[Collected data entries]
———

use serde::{Deserialize, Serialize};

use crate::error::AllocationError;
use crate::seating::branch;

pub type BatchId = u32;

const DEFAULT_BATCH_COLORS: [&str; 5] = ["#DBEAFE", "#DCFCE7", "#FEE2E2", "#FEF3C7", "#E9D5FF"];
const FALLBACK_BATCH_COLOR: &str = "#E5E7EB";

pub fn default_batch_color(batch_id: BatchId) -> &'static str {
    batch_id
        .checked_sub(1)
        .and_then(|i| DEFAULT_BATCH_COLORS.get(i as usize))
        .copied()
        .unwrap_or(FALLBACK_BATCH_COLOR)
}

/// One roster line. Accepts either `"BTCS24O1001"` or
/// `{"roll_number": "BTCS24O1001", "name": "..."}` on input.
#[derive(Debug, Clone, PartialEq, Eq, Hash, Serialize, Deserialize)]
#[serde(from = "RosterEntry")]
pub struct Student {
    pub roll_number: String,
    #[serde(default, skip_serializing_if = "Option::is_none")]
    pub name: Option<String>,
}

impl Student {
    pub fn new(roll_number: impl Into<String>) -> Self {
        Self { roll_number: roll_number.into(), name: None }
    }

    pub fn with_name(mut self, name: impl Into<String>) -> Self {
        self.name = Some(name.into());
        self
    }
}

#[derive(Deserialize)]
#[serde(untagged)]
enum RosterEntry {
    Roll(String),
    Full {
        roll_number: String,
        #[serde(default, alias = "student_name")]
        name: Option<String>,
    },
}

impl From<RosterEntry> for Student {
    fn from(entry: RosterEntry) -> Self {
        match entry {
            RosterEntry::Roll(roll_number) => Student::new(roll_number.trim()),
            RosterEntry::Full { roll_number, name } => Student {
                roll_number: roll_number.trim().to_string(),
                name: name.filter(|n| !n.trim().is_empty()),
            },
        }
    }
}

/// Academic metadata inferred from a batch's roll numbers.
#[derive(Debug, Clone, PartialEq, Eq, Serialize, Deserialize)]
pub struct CohortInfo {
    pub degree: String,
    pub branch: String,
    pub branch_name: String,
    pub joining_year: u16,
}

/// Serialized as the object above, or as the string `"N/A"`.
#[derive(Debug, Clone, PartialEq, Eq, Serialize, Deserialize)]
#[serde(untagged)]
pub enum BranchInfo {
    Known(CohortInfo),
    Unavailable(NotAvailable),
}

impl BranchInfo {
    pub fn unavailable() -> Self {
        BranchInfo::Unavailable(NotAvailable)
    }

    pub fn known(&self) -> Option<&CohortInfo> {
        match self {
            BranchInfo::Known(info) => Some(info),
            BranchInfo::Unavailable(_) => None,
        }
    }
}

#[derive(Debug, Clone, Copy, PartialEq, Eq, Serialize, Deserialize)]
#[serde(into = "String", try_from = "String")]
pub struct NotAvailable;

impl From<NotAvailable> for String {
    fn from(_: NotAvailable) -> Self {
        "N/A".to_string()
    }
}

impl TryFrom<String> for NotAvailable {
    type Error = String;

    fn try_from(value: String) -> Result<Self, Self::Error> {
        if value == "N/A" {
            Ok(NotAvailable)
        } else {
            Err(format!("expected \"N/A\", got {value:?}"))
        }
    }
}

/// A cohort taking part in one allocation run. Immutable once built.
#[derive(Debug, Clone, PartialEq, Eq)]
pub struct Batch {
    pub batch_id: BatchId,
    pub label: String,
    pub color: String,
    pub declared_count: usize,
    roster: Vec<Student>,
    inferred_branch: BranchInfo,
}

impl Batch {
    /// `declared_count` defaults to the roster length.
    pub fn new(
        batch_id: BatchId,
        label: impl Into<String>,
        color: impl Into<String>,
        roster: Vec<Student>,
        declared_count: Option<usize>,
    ) -> Result<Self, AllocationError> {
        let label = label.into();
        if label.trim().is_empty() {
            return Err(AllocationError::config(format!("batch {} has an empty label", batch_id)));
        }
        if let Some(pos) = roster.iter().position(|s| s.roll_number.is_empty()) {
            return Err(AllocationError::config(format!(
                "batch {:?} has an empty roll number at roster position {}",
                label, pos
            )));
        }

        let inferred_branch = branch::detect(roster.iter().map(|s| s.roll_number.as_str()));
        Ok(Self {
            batch_id,
            label,
            color: color.into(),
            declared_count: declared_count.unwrap_or(roster.len()),
            roster,
            inferred_branch,
        })
    }

    pub fn roster(&self) -> &[Student] {
        &self.roster
    }

    pub fn inferred_branch(&self) -> &BranchInfo {
        &self.inferred_branch
    }

    /// Students the mapper is allowed to seat, in roster order.
    pub fn placeable(&self) -> &[Student] {
        let n = self.declared_count.min(self.roster.len());
        &self.roster[..n]
    }
}

/// Per-batch outcome of one allocation run.
#[derive(Debug, Clone, PartialEq, Eq, Serialize, Deserialize)]
pub struct BatchRecord {
    pub batch_id: BatchId,
    pub label: String,
    pub color: String,
    pub declared_count: usize,
    pub placed: usize,
    /// Declared students without a seat in this grid.
    pub unplaced: usize,
    pub info: BranchInfo,
}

———

— BRIEF —
The lines needed are those in the data above that hold the string "NotAvailable"; copy each of them.

— ANSWER TO THIS PROBLEM —
    Unavailable(NotAvailable),
        BranchInfo::Unavailable(NotAvailable)
pub struct NotAvailable;
impl From<NotAvailable> for String {
    fn from(_: NotAvailable) -> Self {
impl TryFrom<String> for NotAvailable {
            Ok(NotAvailable)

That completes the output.